Horde all the points.
Killzone: Shadow Fall is a sad case. Despite being a solid FPS and a stellar graphical showcase of what the PlayStation 4 can do, its multiplayer antics hasn’t been enough to grip and retain a sizeable community eight months on and has, like many day one first-party titles before it, fallen into the dreaded launch exclusive abyss.
Whatever your opinion on the state of Shadow Fall is though, it’s hard not to be impressed with Guerilla Games’s consistent post-launch support. What’s even more impressive is how much their latest content expansion, “Intercept” - an add-on centering on co-operative ‘Horde mode’ antics - re-energises the ailing first-person shooter with such a simple, yet incredibly addictive multiplayer concept.
Intercept is all about teamwork and shooting every bad guy in sight - forget unnecessary story or side objectives or stealth, this is blasting Helghast at its best. Across four beautifully rendered and structured maps, up to four players band together to fight waves of increasingly difficult and tactical Helghast elite soldiers.
Each assumes one of four vital roles - Assault, Marksman, Medic, and Tactician - to hold off the hordes from conquering three key beacons and reach a winning high score. All four player classes are easy to understand, fun to play, and fulfill an important role to the survival and success of the team.
Assault is the grunt of the squad, with a powerful assault rifle and helpful offensive drone to assist in battle, while the Marksman has a handy sniper rifle and laser trip-wires to set up defensive perimeters and pick off enemies from afar.
The two others are primarily support. Tactician is responsible for setting up shields and turrets to ensure the team’s survival. The Medic has a smaller gun but arguably the most important responsibility, being the only person able to revive downed allies and drop supply boxes for everyone to top up on ammo and abilities.
All classes have a range of starting weapons to choose from along but fixed secondary weapons and abilities - only the Assault can summon a robotic drone ally, and so on. But everyone has responsibility of calling in the big guns - a computer within home-base can be powered up with two petrusite fuel rods to activate a bonus defense mechanism, ranging from orbital strikes to extra turrets and jetpacks - crucial when having to defend and move across all three beacons towards the closing moments of the match. Flying and shooting Helghast from above is also bad-ass.
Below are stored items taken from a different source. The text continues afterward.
//! Login Page

use leptos::prelude::*;
use leptos::task::spawn_local;

use crate::api;
use crate::context::use_app_context;

#[component]
pub fn LoginPage() -> impl IntoView {
    let ctx = use_app_context();
    let username = RwSignal::new(String::new());
    let password = RwSignal::new(String::new());
    let (error, set_error) = signal(None::<String>);
    let (submitting, set_submitting) = signal(false);

    let on_submit = move |ev: web_sys::SubmitEvent| {
        ev.prevent_default();
        if submitting.get_untracked() {
            return;
        }
        set_submitting.set(true);
        set_error.set(None);
        let client = ctx.client();
        let (user, pass) = (username.get_untracked(), password.get_untracked());
        spawn_local(async move {
            match api::login(&client, &user, &pass).await {
                Ok(session) => {
                    set_submitting.set(false);
                    password.set(String::new());
                    // unmounts this page
                    ctx.sign_in(session);
                }
                Err(err) => {
                    log::warn!("login failed: {}", err);
                    set_error.set(Some(err.user_message("Login failed")));
                    set_submitting.set(false);
                }
            }
        });
    };

    view! {
        <div class="login-page">
            <form class="login-card" on:submit=on_submit>
                <h1>"Lab Manager"</h1>
                <p class="login-subtitle">"Sign in with your student number"</p>
                {move || error.get().map(|message| view! { <div class="form-error">{message}</div> })}
                <label>
                    "Username"
                    <input
                        type="text"
                        autocomplete="username"
                        prop:value=move || username.get()
                        on:input=move |ev| username.set(event_target_value(&ev))
                    />
                </label>
                <label>
                    "Password"
                    <input
                        type="password"
                        autocomplete="current-password"
                        prop:value=move || password.get()
                        on:input=move |ev| password.set(event_target_value(&ev))
                    />
                </label>
                <button type="submit" class="btn btn-primary" disabled=move || submitting.get()>
                    {move || if submitting.get() { "Signing in..." } else { "Sign in" }}
                </button>
            </form>
        </div>
    }
}
//! Console Logger
//!
//! `log` backend writing to the browser console.

use log::{Level, LevelFilter, Log, Metadata, Record};
use wasm_bindgen::JsValue;
use web_sys::console;

struct ConsoleLogger;

static LOGGER: ConsoleLogger = ConsoleLogger;

impl Log for ConsoleLogger {
    fn enabled(&self, metadata: &Metadata) -> bool {
        metadata.level() <= log::max_level()
    }

    fn log(&self, record: &Record) {
        if !self.enabled(record.metadata()) {
            return;
        }
        let line: JsValue = format_line(record.level(), record.target(), &record.args().to_string()).into();
        match record.level() {
            Level::Error => console::error_1(&line),
            Level::Warn => console::warn_1(&line),
            Level::Info => console::info_1(&line),
            Level::Debug | Level::Trace => console::debug_1(&line),
        }
    }

    fn flush(&self) {}
}

/// Install the console logger. Calling twice keeps the first logger.
pub fn init(level: LevelFilter) {
    if log::set_logger(&LOGGER).is_ok() {
        log::set_max_level(level);
    }
}

/// `[LEVEL module] message`, with the crate prefix dropped from the target
fn format_line(level: Level, target: &str, message: &str) -> String {
    let module = target.split_once("::").map(|(_, rest)| rest).unwrap_or(target);
    format!("[{} {}] {}", level, module, message)
}

#[cfg(test)]
mod tests {
    use super::*;

    #[test]
    fn test_format_line() {
        assert_eq!(format_line(Level::Warn, "lab_ui::api::http", "GET /events failed"), "[WARN api::http] GET /events failed");
        assert_eq!(format_line(Level::Debug, "remote_collection", "stale"), "[DEBUG remote_collection] stale");
    }
}
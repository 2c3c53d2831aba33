//! Periods Page
//!
//! Academic periods. Admins create, activate, archive and delete them.

use leptos::prelude::*;
use remote_collection::{ActionKind, FilterCriteria, ModalSlot, SortSpec};

use crate::api;
use crate::components::{ConfirmButton, ListStatus, Modal, SearchInput, SortSelect, StatusBadge};
use crate::context::use_app_context;
use crate::list::{use_list_controller, ListHandle, Notice};
use crate::models::{date_part, CreatePeriodRequest, Period, Role};

const SEARCH_FIELDS: &[&str] = &["code", "name"];

const CREATED: Notice = Notice::new("Period created", "Failed to create period");
const ACTIVATED: Notice = Notice::new("Period activated", "Failed to activate period");
const ARCHIVED: Notice = Notice::new("Period archived", "Failed to archive period");
const DELETED: Notice = Notice::new("Period deleted", "Failed to delete period");

#[component]
pub fn PeriodsPage() -> impl IntoView {
    let ctx = use_app_context();
    let list = use_list_controller(api::period_list);

    let search = RwSignal::new(String::new());
    let sort = RwSignal::new(SortSpec::default());

    let rows = move || {
        let criteria = FilterCriteria::new(SEARCH_FIELDS).with_search(search.get());
        list.rows(&criteria, sort.get())
    };

    view! {
        <div class="page periods-page">
            <div class="page-toolbar">
                <SearchInput value=search placeholder="Search code or name..." />
                <SortSelect value=sort />
                <Show when=move || ctx.allows(Role::can_manage_periods)>
                    <button class="btn btn-primary" on:click=move |_| list.open_blank(ModalSlot::Create)>
                        "New period"
                    </button>
                </Show>
            </div>

            <ListStatus
                loading=Signal::derive(move || list.is_loading())
                error=Signal::derive(move || list.error())
                empty=Signal::derive(move || list.is_empty())
                empty_text="No periods yet"
                on_retry=move |_| list.refresh()
            />

            <table class="data-table">
                <thead>
                    <tr>
                        <th>"Code"</th>
                        <th>"Name"</th>
                        <th>"Start"</th>
                        <th>"End"</th>
                        <th>"State"</th>
                        <th>"Actions"</th>
                    </tr>
                </thead>
                <tbody>
                    {move || rows().into_iter().map(|period| view! { <PeriodRow period=period list=list /> }).collect_view()}
                </tbody>
            </table>

            <CreatePeriodModal list=list />
        </div>
    }
}

#[component]
fn PeriodRow(period: Period, list: ListHandle<Period>) -> impl IntoView {
    let ctx = use_app_context();
    let id = period.id.clone();
    let busy_row = move || list.with_collection(|c| c.pending().is_some_and(|p| p.entity_id.as_ref() == Some(&id)));
    let state = period.state();
    let can_activate = !period.is_active && !period.is_archived;
    let can_archive = !period.is_archived;

    let activate_id = period.id.clone();
    let archive_id = period.id.clone();
    let delete_id = period.id.clone();

    view! {
        <tr class:row-busy=busy_row class:row-active=period.is_active>
            <td class="mono">{period.code.clone()}</td>
            <td>{period.name.clone()}</td>
            <td>{period.start_date.as_deref().map(date_part).unwrap_or("-").to_string()}</td>
            <td>{period.end_date.as_deref().map(date_part).unwrap_or("-").to_string()}</td>
            <td><StatusBadge status=state label=state /></td>
            <td class="row-actions">
                <Show when=move || ctx.allows(Role::can_manage_periods)>
                    {
                        let activate_id = activate_id.clone();
                        let archive_id = archive_id.clone();
                        let delete_id = delete_id.clone();
                        view! {
                            <Show when=move || can_activate>
                                {
                                    let id = activate_id.clone();
                                    view! {
                                        <ConfirmButton
                                            label="Activate"
                                            prompt="Activate?"
                                            button_class="btn btn-small"
                                            disabled=Signal::derive(move || list.is_busy())
                                            on_confirm=move |_| list.dispatch(api::activate_period(&id), ACTIVATED)
                                        />
                                    }
                                }
                            </Show>
                            <Show when=move || can_archive>
                                {
                                    let id = archive_id.clone();
                                    view! {
                                        <ConfirmButton
                                            label="Archive"
                                            prompt="Archive?"
                                            button_class="btn btn-small"
                                            disabled=Signal::derive(move || list.is_busy())
                                            on_confirm=move |_| list.dispatch(api::archive_period(&id), ARCHIVED)
                                        />
                                    }
                                }
                            </Show>
                            <ConfirmButton
                                label="Delete"
                                prompt="Delete?"
                                button_class="btn btn-small btn-danger"
                                disabled=Signal::derive(move || list.is_busy())
                                on_confirm=move |_| list.dispatch(api::delete_period(&delete_id), DELETED)
                            />
                        }
                    }
                </Show>
            </td>
        </tr>
    }
}

#[component]
fn CreatePeriodModal(list: ListHandle<Period>) -> impl IntoView {
    let code = RwSignal::new(String::new());
    let name = RwSignal::new(String::new());
    let start_date = RwSignal::new(String::new());
    let end_date = RwSignal::new(String::new());

    let reset = move || {
        code.set(String::new());
        name.set(String::new());
        start_date.set(String::new());
        end_date.set(String::new());
    };

    let submit = move |ev: web_sys::SubmitEvent| {
        ev.prevent_default();
        let request = CreatePeriodRequest {
            code: code.get_untracked().trim().to_string(),
            name: name.get_untracked().trim().to_string(),
            start_date: start_date.get_untracked(),
            end_date: end_date.get_untracked(),
        };
        match api::create_period(&request) {
            Ok(action) => list.dispatch_from_modal(ModalSlot::Create, action, CREATED),
            Err(err) => list.reject_input(err.user_message(CREATED.failure)),
        }
    };

    // Start from a blank form each time the modal opens
    Effect::new(move |was_open: Option<bool>| {
        let open = list.is_open(ModalSlot::Create);
        if open && was_open != Some(true) {
            reset();
        }
        open
    });

    let creating = move || list.with_collection(|c| c.pending().is_some_and(|p| p.kind == ActionKind::Create));

    view! {
        <Modal
            title="New period"
            open=Signal::derive(move || list.is_open(ModalSlot::Create))
            on_close=move |_| list.cancel(ModalSlot::Create)
        >
            <form class="modal-form" on:submit=submit>
                <label>
                    "Code"
                    <input type="text" placeholder="2024/2025" prop:value=move || code.get() on:input=move |ev| code.set(event_target_value(&ev)) />
                </label>
                <label>
                    "Name"
                    <input type="text" prop:value=move || name.get() on:input=move |ev| name.set(event_target_value(&ev)) />
                </label>
                <label>
                    "Start date"
                    <input type="date" prop:value=move || start_date.get() on:input=move |ev| start_date.set(event_target_value(&ev)) />
                </label>
                <label>
                    "End date"
                    <input type="date" prop:value=move || end_date.get() on:input=move |ev| end_date.set(event_target_value(&ev)) />
                </label>
                <div class="modal-actions">
                    <button type="button" class="btn btn-secondary" on:click=move |_| list.cancel(ModalSlot::Create)>"Cancel"</button>
                    <button type="submit" class="btn btn-primary" disabled=creating>
                        {move || if creating() { "Saving..." } else { "Create" }}
                    </button>
                </div>
            </form>
        </Modal>
    }
}
//! UI Store
//!
//! App-wide notices kept in a reactive_stores store.

use gloo_timers::future::TimeoutFuture;
use leptos::prelude::*;
use leptos::task::spawn_local;
use reactive_stores::Store;

#[derive(Clone, Copy, Debug, PartialEq, Eq)]
pub enum ToastKind {
    Success,
    Error,
}

impl ToastKind {
    pub fn class(&self) -> &'static str {
        match self {
            ToastKind::Success => "toast toast-success",
            ToastKind::Error => "toast toast-error",
        }
    }
}

#[derive(Clone, Debug, PartialEq)]
pub struct Toast {
    pub id: u32,
    pub kind: ToastKind,
    pub message: String,
}

/// Transient UI state with field-level reactivity
#[derive(Clone, Debug, Default, Store)]
pub struct UiState {
    /// Visible notices, oldest first
    pub toasts: Vec<Toast>,
    /// Last id handed out
    pub toast_seq: u32,
    /// Auto-dismiss delay
    pub toast_timeout_ms: u32,
}

impl UiState {
    pub fn new(toast_timeout_ms: u32) -> Self {
        Self { toast_timeout_ms, ..Default::default() }
    }
}

pub type UiStore = Store<UiState>;

/// Get the UI store from context
pub fn use_ui_store() -> UiStore {
    expect_context::<UiStore>()
}

// ========================
// Store Helper Functions
// ========================

pub fn store_toasts(store: &UiStore) -> Vec<Toast> {
    store.toasts().get()
}

/// Add a toast and schedule its dismissal
pub fn store_push_toast(store: &UiStore, kind: ToastKind, message: impl Into<String>) -> u32 {
    let seq = store.toast_seq();
    seq.update(|n| *n += 1);
    let id = seq.get_untracked();
    let toast = Toast { id, kind, message: message.into() };
    store.toasts().update(|list| list.push(toast));

    let timeout = store.toast_timeout_ms().get_untracked();
    let store = *store;
    spawn_local(async move {
        TimeoutFuture::new(timeout).await;
        store_dismiss_toast(&store, id);
    });
    id
}

pub fn store_dismiss_toast(store: &UiStore, id: u32) {
    store.toasts().update(|list| list.retain(|t| t.id != id));
}

pub fn notify_success(store: &UiStore, message: impl Into<String>) {
    store_push_toast(store, ToastKind::Success, message);
}

pub fn notify_error(store: &UiStore, message: impl Into<String>) {
    store_push_toast(store, ToastKind::Error, message);
}
#[tokio::test]
async fn test_failed_action_leaves_fetch_in_flight() {
    let client = ScriptedClient::new();
    let ctrl = seeded(&client, json!([row_json("e1", "Expo", "")])).await;
    let gate = client.defer();

    let refresh = ctrl.refresh();
    pin_mut!(refresh);
    assert!(poll!(refresh.as_mut()).is_pending());

    client.reply(Err(ApiError::from_status(403, None)));
    assert!(ctrl.dispatch(ActionRequest::delete("e1".to_string(), "/events/e1")).await.is_err());

    gate.send(Ok(Some(json!([row_json("e1", "Expo", ""), row_json("e3", "Fair", "")])))).unwrap();
    assert_eq!(refresh.await, LoadOutcome::Applied { count: 2 });
    assert_eq!(ids(&ctrl), ["e1", "e3"]);
}

#[tokio::test]
async fn test_concurrent_action_is_skipped() {
    let client = ScriptedClient::new();
    let ctrl = seeded(&client, json!([row_json("d1", "Dues", "PENDING"), row_json("d2", "Dues", "PENDING")])).await;
    let gate = client.defer();

    let verify = ctrl.dispatch(ActionRequest::transition(
        ActionKind::Verify,
        "d1".to_string(),
        Method::Post,
        "/finance/dues/d1/verify",
    ));
    pin_mut!(verify);
    assert!(poll!(verify.as_mut()).is_pending());
    assert!(ctrl.collection().read(|c| c.is_pending_for(ActionKind::Verify, &"d1".to_string())));

    let second = ctrl
        .dispatch(ActionRequest::transition(ActionKind::Verify, "d2".to_string(), Method::Post, "/finance/dues/d2/verify"))
        .await
        .unwrap();
    assert_eq!(second, ActionOutcome::Skipped);
    assert_eq!(client.call_count(), 2);

    gate.send(Ok(Some(row_json("d1", "Dues", "VERIFIED")))).unwrap();
    assert!(verify.await.unwrap().succeeded());
    assert!(!ctrl.collection().read(|c| c.is_busy()));
}
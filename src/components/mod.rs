//! UI Components
//!
//! Reusable Leptos components.

mod confirm_button;
mod filter_bar;
mod header;
mod list_status;
mod modal;
mod reason_form;
mod sidebar;
mod status_badge;
mod toast_host;

pub use confirm_button::ConfirmButton;
pub use filter_bar::{ChoiceFilter, SearchInput, SortSelect};
pub use header::Header;
pub use list_status::ListStatus;
pub use modal::{ConfirmModal, Modal};
pub use reason_form::ReasonForm;
pub use sidebar::Sidebar;
pub use status_badge::StatusBadge;
pub use toast_host::ToastHost;
//! Frontend Models
//!
//! Data structures matching backend entities.

mod activity;
mod archive;
mod auth;
mod dashboard;
mod event;
mod finance;
mod letter;
mod member;
mod period;
mod project;

pub use activity::*;
pub use archive::*;
pub use auth::*;
pub use dashboard::*;
pub use event::*;
pub use finance::*;
pub use letter::*;
pub use member::*;
pub use period::*;
pub use project::*;

use serde::{Deserialize, Serialize};

/// `(value, label)` pairs for select inputs
pub type Choices = &'static [(&'static str, &'static str)];

/// Compact member reference embedded in projects and events
#[derive(Debug, Clone, PartialEq, Serialize, Deserialize)]
#[serde(rename_all = "camelCase")]
pub struct MemberSummary {
    pub id: String,
    #[serde(default)]
    pub username: String,
    #[serde(default)]
    pub full_name: String,
    #[serde(default)]
    pub expert_division: Option<String>,
}

/// Label for `value` in `choices`, or the value itself
pub fn choice_label(choices: Choices, value: &str) -> String {
    choices
        .iter()
        .find(|(v, _)| *v == value)
        .map(|(_, label)| label.to_string())
        .unwrap_or_else(|| value.replace('_', " "))
}

/// `2024-03-01T08:00:00` → `2024-03-01`
pub fn date_part(value: &str) -> &str {
    value.split('T').next().unwrap_or(value)
}

/// Thousands-separated rupiah amount
pub fn format_currency(amount: f64) -> String {
    let negative = amount < 0.0;
    let whole = amount.abs().round() as u64;
    let digits = whole.to_string();
    let mut grouped = String::with_capacity(digits.len() + digits.len() / 3);
    for (i, ch) in digits.chars().enumerate() {
        if i > 0 && (digits.len() - i) % 3 == 0 {
            grouped.push('.');
        }
        grouped.push(ch);
    }
    format!("{}Rp {}", if negative { "-" } else { "" }, grouped)
}

#[cfg(test)]
mod tests {
    use super::*;

    #[test]
    fn test_format_currency() {
        assert_eq!(format_currency(0.0), "Rp 0");
        assert_eq!(format_currency(1500000.0), "Rp 1.500.000");
        assert_eq!(format_currency(-25000.4), "-Rp 25.000");
    }

    #[test]
    fn test_choice_label_falls_back_to_value() {
        const CHOICES: Choices = &[("BIG_DATA", "Big Data")];
        assert_eq!(choice_label(CHOICES, "BIG_DATA"), "Big Data");
        assert_eq!(choice_label(CHOICES, "ON_HOLD"), "ON HOLD");
    }

    #[test]
    fn test_date_part() {
        assert_eq!(date_part("2024-03-01T08:00:00"), "2024-03-01");
        assert_eq!(date_part("2024-03-01"), "2024-03-01");
    }
}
The match-type is chosen - Quick, Normal or Long - determines the total points needed to win a match of Intercept. Every action your four-man squad takes - captures, kills, revives - awards you said points, which you need to bank by physically returning to home base and entering a clearly-defined yellow circle.
The longer you hold onto accumulated points, the bigger the potential multiplier, adding an exciting risk/reward mechanic - do you feel confident enough to survive longer and bank more points? It’s always fun showing off, but not fun letting the team down.
The points system also act as shared currency; each death penalises your team 50 crucial points. While your tally may seem beefy with four other players, a series of mistakes and quick deaths could result in Game Over faster than you think - as I learned in one match when my team worked separately rather than together.
A satisfying difficulty level is well and truly present, especially as the match goes on and cloaked Helghast soldiers, snipers and better armoured warriors join the rank-and-file grunts to steal your team’s three beacons and test your group's multitasking skills. Characters from the single-player campaign such as Echo also join the fray as 'Boss' enemies with higher health and damaging attacks to add more tension.
A small downside is the varying level of A.I.; most of the time enemy Helghast are competent and challenging, but sometimes I found the cloaked soldiers - supposedly representing the Elite of the enemy - bunching up next to beacons without cover and revealing their position too easily, or teleporting away into the exact same space.
Thankfully, the matches never get overwhelming or unfair - a testament to Guerilla Games’s fine-tuning of balance - and rounds remain steadily tense and thrilling as your team fights for their points and survival - if you get a good team, that is.
The Final Verdict
Killzone: Shadow Fall may not hold the dedicated multiplayer community it aspired to, but Guerilla Games isn’t letting it go out without a bang. Their consistent dedicated post-launch support has culminated in Intercept, a polished, satisfying and ‘Horde’ mode expansion that is truly a DLC worth a purchase ($14.95 AUD) for loyal fans and those who may want fun co-op centric gameplay and more reason to return or stick around with the tight-knit Shadow Fall multiplayer community.